With The Passion of Anna the art of Ingmar Bergman reaches its pinnacle. Though it is one of his rare color films, it is in every important way his most austere and elliptical work, a thing of silences and enigmas that nevertheless makes very clear the tragic vision of life that possesses its author.

Gone at last are all traces of the baroque symbolism that marked—and often marred—his early work. Gone, too, is the yearning for evidence of the presence of God in the world. Bergman has, I think, accepted His death and, indeed, seems to find that event no longer worthy of comment. His absence is now simply one of the terms of our existence….

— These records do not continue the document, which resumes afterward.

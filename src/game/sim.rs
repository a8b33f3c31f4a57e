//! Drone simulation state and per-tick transition
//!
//! The simulation is deliberately timer-free: `advance` is one deterministic
//! tick against a geometry snapshot, and `apply` folds in edge-triggered
//! player input. The session loop in [`super::session`] drives both.

use super::geometry::TunnelGeometry;
use super::{
    InputEvent, CANVAS_WIDTH, CENTER_X, COLLISION_TOLERANCE, DRONE_SIZE, DRONE_START_X,
    INITIAL_SCROLL_SPEED, LATERAL_SPEED, MAX_SCROLL_SPEED, SCORE_MULTIPLIER, SEGMENT_HEIGHT,
    WIN_MARGIN,
};

/// Session phase
#[derive(Debug, Clone, Copy, PartialEq, Eq)]
pub enum Phase {
    /// Scrolling has not yet carried the drone past the first segment
    NotStarted,
    /// Run in progress
    Running,
    /// Tunnel end reached
    Won,
    /// Drone hit a wall
    Lost,
}

impl Phase {
    pub fn is_terminal(self) -> bool {
        matches!(self, Phase::Won | Phase::Lost)
    }
}

/// Authoritative per-session simulation state
#[derive(Debug, Clone)]
pub struct Simulation {
    /// Drone left edge, clamped to `[0, CANVAS_WIDTH - DRONE_SIZE]`
    pub drone_x: f64,
    /// Signed lateral velocity, set and cleared by steering input
    pub lateral_speed: f64,
    /// Vertical scroll offset, non-decreasing while active
    pub offset_y: f64,
    /// Vertical traversal rate; zero only before the first speed-up
    pub scroll_speed: f64,
    /// Accrued score
    pub score: f64,
    pub phase: Phase,
    complexity: u32,
}

impl Simulation {
    pub fn new(complexity: u32) -> Self {
        Self {
            drone_x: DRONE_START_X,
            lateral_speed: 0.0,
            offset_y: 0.0,
            scroll_speed: 0.0,
            score: 0.0,
            phase: Phase::NotStarted,
            complexity,
        }
    }

    /// Scroll speed adjustment step; higher complexity reacts more coarsely
    fn speed_increment(&self) -> f64 {
        self.complexity as f64 / 10.0
    }

    /// Fold one edge-triggered input event into the state
    pub fn apply(&mut self, event: InputEvent) {
        if self.phase.is_terminal() {
            return;
        }

        match event {
            InputEvent::LeftPressed => self.lateral_speed = -LATERAL_SPEED,
            InputEvent::RightPressed => self.lateral_speed = LATERAL_SPEED,
            InputEvent::LeftReleased | InputEvent::RightReleased => self.lateral_speed = 0.0,
            InputEvent::SpeedUp => {
                self.scroll_speed = if self.scroll_speed == 0.0 {
                    INITIAL_SCROLL_SPEED
                } else {
                    (self.scroll_speed + self.speed_increment()).min(MAX_SCROLL_SPEED)
                };
            }
            InputEvent::SlowDown => {
                // Cannot return to a standstill once scrolling has started,
                // and does not start the scroll on its own.
                if self.scroll_speed > 0.0 {
                    self.scroll_speed =
                        (self.scroll_speed - self.speed_increment()).max(INITIAL_SCROLL_SPEED);
                }
            }
            InputEvent::Quit => {}
        }
    }

    /// Advance the state by one fixed tick against the current geometry
    pub fn advance(&mut self, geometry: &TunnelGeometry) {
        if self.phase.is_terminal() {
            return;
        }

        if self.scroll_speed > 0.0 {
            self.score += SCORE_MULTIPLIER * (self.complexity as f64 + self.scroll_speed);
        }

        self.offset_y += self.scroll_speed;

        if self.phase == Phase::NotStarted && self.offset_y > SEGMENT_HEIGHT {
            self.phase = Phase::Running;
        }

        self.drone_x =
            (self.drone_x + self.lateral_speed).clamp(0.0, CANVAS_WIDTH - DRONE_SIZE);

        self.check_collision(geometry);
        self.check_win(geometry);
    }

    /// Collision against the leading-edge segment at the current offset.
    ///
    /// A discrete approximation: the tick rate bounds scroll distance per
    /// tick below the segment height, so the leading segment is the only
    /// candidate each tick.
    fn check_collision(&mut self, geometry: &TunnelGeometry) {
        let index = TunnelGeometry::leading_index(self.offset_y);
        let Some(segment) = geometry.get(index) else {
            return;
        };

        let left_limit = CENTER_X + segment.left;
        let right_limit = CENTER_X + segment.right;

        let drone_left = self.drone_x;
        let drone_right = self.drone_x + DRONE_SIZE;

        if drone_left < left_limit - COLLISION_TOLERANCE
            || drone_right > right_limit + COLLISION_TOLERANCE
        {
            self.phase = Phase::Lost;
        }
    }

    fn check_win(&mut self, geometry: &TunnelGeometry) {
        if self.phase != Phase::Running || !geometry.is_complete() {
            return;
        }
        if self.offset_y >= geometry.total_height() - WIN_MARGIN {
            self.phase = Phase::Won;
        }
    }
}

#[cfg(test)]
mod tests {
    use super::super::geometry::WallSegment;
    use super::*;

    /// Frozen corridor of identical segments
    fn corridor(count: usize, left: f64, right: f64) -> TunnelGeometry {
        let mut geo = TunnelGeometry::new();
        for _ in 0..count {
            geo.push(WallSegment { left, right });
        }
        geo.freeze();
        geo
    }

    #[test]
    fn drone_inside_the_walls_survives() {
        // Walls at [200, 300]; drone right edge exactly on the left limit.
        let geo = corridor(100, -50.0, 50.0);
        let mut sim = Simulation::new(1);
        sim.drone_x = 180.0;

        sim.advance(&geo);
        assert_eq!(sim.phase, Phase::NotStarted);
    }

    #[test]
    fn drone_past_the_left_wall_is_lost() {
        let geo = corridor(100, -50.0, 50.0);
        let mut sim = Simulation::new(1);
        sim.drone_x = 150.0;

        sim.advance(&geo);
        assert_eq!(sim.phase, Phase::Lost);
    }

    #[test]
    fn drone_past_the_right_wall_is_lost() {
        let geo = corridor(100, -50.0, 50.0);
        let mut sim = Simulation::new(1);

        sim.drone_x = 290.0; // right edge 310, within the tolerance band
        sim.advance(&geo);
        assert_eq!(sim.phase, Phase::NotStarted);

        sim.drone_x = 310.0; // right edge 330, past it
        sim.advance(&geo);
        assert_eq!(sim.phase, Phase::Lost);
    }

    #[test]
    fn collision_skipped_where_no_segment_exists() {
        let geo = corridor(2, -50.0, 50.0);
        let mut sim = Simulation::new(1);
        sim.offset_y = 10.0 * SEGMENT_HEIGHT; // past the last segment
        sim.drone_x = 0.0;

        sim.advance(&geo);
        assert_ne!(sim.phase, Phase::Lost);
    }

    #[test]
    fn no_score_while_stationary() {
        let geo = corridor(100, -200.0, 200.0);
        let mut sim = Simulation::new(1);

        for _ in 0..50 {
            sim.advance(&geo);
        }
        assert_eq!(sim.score, 0.0);
        assert_eq!(sim.offset_y, 0.0);
    }

    #[test]
    fn score_increases_strictly_while_scrolling() {
        let geo = corridor(1000, -200.0, 200.0);
        let mut sim = Simulation::new(3);
        sim.apply(InputEvent::SpeedUp);

        let mut last = 0.0;
        for _ in 0..50 {
            sim.advance(&geo);
            assert!(sim.score > last);
            last = sim.score;
        }
    }

    #[test]
    fn run_starts_after_the_first_segment_scrolls_past() {
        let geo = corridor(1000, -200.0, 200.0);
        let mut sim = Simulation::new(1);
        sim.apply(InputEvent::SpeedUp); // speed 1.0

        for _ in 0..10 {
            sim.advance(&geo);
            assert_eq!(sim.phase, Phase::NotStarted);
        }
        sim.advance(&geo); // offset 11.0 > SEGMENT_HEIGHT
        assert_eq!(sim.phase, Phase::Running);
    }

    #[test]
    fn win_fires_once_and_is_idempotent() {
        let geo = corridor(50, -200.0, 200.0);
        let mut sim = Simulation::new(10);
        for _ in 0..100 {
            sim.apply(InputEvent::SpeedUp);
        }
        assert_eq!(sim.scroll_speed, MAX_SCROLL_SPEED);

        let mut ticks = 0;
        while sim.phase != Phase::Won {
            sim.advance(&geo);
            ticks += 1;
            assert!(ticks < 1000, "run never finished");
        }

        // 500 total height, win margin 20, 10 units per tick.
        assert_eq!(ticks, 48);
        let final_score = sim.score;
        let final_offset = sim.offset_y;

        for _ in 0..20 {
            sim.advance(&geo);
        }
        assert_eq!(sim.phase, Phase::Won);
        assert_eq!(sim.score, final_score);
        assert_eq!(sim.offset_y, final_offset);
    }

    #[test]
    fn no_win_before_the_geometry_is_frozen() {
        let mut geo = TunnelGeometry::new();
        for _ in 0..5 {
            geo.push(WallSegment { left: -200.0, right: 200.0 });
        }

        let mut sim = Simulation::new(1);
        sim.phase = Phase::Running;
        sim.offset_y = geo.total_height();
        sim.advance(&geo);
        assert_eq!(sim.phase, Phase::Running);

        geo.freeze();
        sim.advance(&geo);
        assert_eq!(sim.phase, Phase::Won);
    }

    #[test]
    fn scroll_speed_stays_within_bounds() {
        let mut sim = Simulation::new(10);

        // Slowing down before the first speed-up must not start the scroll.
        for _ in 0..10 {
            sim.apply(InputEvent::SlowDown);
        }
        assert_eq!(sim.scroll_speed, 0.0);

        for _ in 0..500 {
            sim.apply(InputEvent::SpeedUp);
            assert!(sim.scroll_speed <= MAX_SCROLL_SPEED);
        }
        assert_eq!(sim.scroll_speed, MAX_SCROLL_SPEED);

        for _ in 0..500 {
            sim.apply(InputEvent::SlowDown);
            assert!(sim.scroll_speed >= INITIAL_SCROLL_SPEED);
        }
        assert_eq!(sim.scroll_speed, INITIAL_SCROLL_SPEED);
    }

    #[test]
    fn speed_increment_scales_with_complexity() {
        let mut sim = Simulation::new(5);
        sim.apply(InputEvent::SpeedUp); // 0 -> initial
        sim.apply(InputEvent::SpeedUp);
        assert_eq!(sim.scroll_speed, INITIAL_SCROLL_SPEED + 0.5);
    }

    #[test]
    fn steering_clamps_to_the_play_field() {
        let geo = corridor(100, -260.0, 260.0); // walls beyond the field
        let mut sim = Simulation::new(1);

        sim.apply(InputEvent::LeftPressed);
        for _ in 0..200 {
            sim.advance(&geo);
        }
        assert_eq!(sim.drone_x, 0.0);

        sim.apply(InputEvent::LeftReleased);
        sim.advance(&geo);
        assert_eq!(sim.drone_x, 0.0);

        sim.apply(InputEvent::RightPressed);
        for _ in 0..200 {
            sim.advance(&geo);
        }
        assert_eq!(sim.drone_x, CANVAS_WIDTH - DRONE_SIZE);
    }

    #[test]
    fn input_after_a_terminal_phase_is_ignored() {
        let geo = corridor(100, -50.0, 50.0);
        let mut sim = Simulation::new(1);
        sim.drone_x = 0.0;
        sim.advance(&geo);
        assert_eq!(sim.phase, Phase::Lost);

        sim.apply(InputEvent::SpeedUp);
        assert_eq!(sim.scroll_speed, 0.0);
    }
}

[The island to which Bergman has retreated for four consecutive films is], of course, a psychological landscape as well as a physical one, and Bergman has gone there in the same spirit that his people have gone to that stark, spare place—out of revulsion at the meaningless cruelty of the world. There is no escape from it here, as The Passion of Anna makes abundantly clear, but it is at least somewhat reduced—to something like a manageable non-institutional human scale. Or so they permit themselves to hope. (p. 314)

We do not care [if the architect follows Anna or not at the end]. It is not important. Any action will, we know, turn out to be without resolving meaning. It will end only in the passage of more time. It is, in its quiet way, a shattering ending, brilliant both in its economy and its clarity. Bergman has, in that concluding sequence, as well as in the rest of the picture, stripped his art bare of all that is non-essential, all that offers any promise of warmth. Such hope as he extends stands outside the frame of the film. (p. 315)

We may leave The Passion of Anna more dubious than ever about man's fate, but with our faith in the possibilies of screen art—much tested in recent months—miraculously restored. (p. 316)

Richard Schickel, "'The Passion of Anna'" (originally published in Life, July 24, 1970), in his Second Sight: Notes on Some Movies, 1965–1970 (copyright © 1972 by, Richard Schickel; reprinted by permission of Simon and Schuster, a Division of Gulf & Western Corporation), Simon and Schuster, 1972, pp. 314-16.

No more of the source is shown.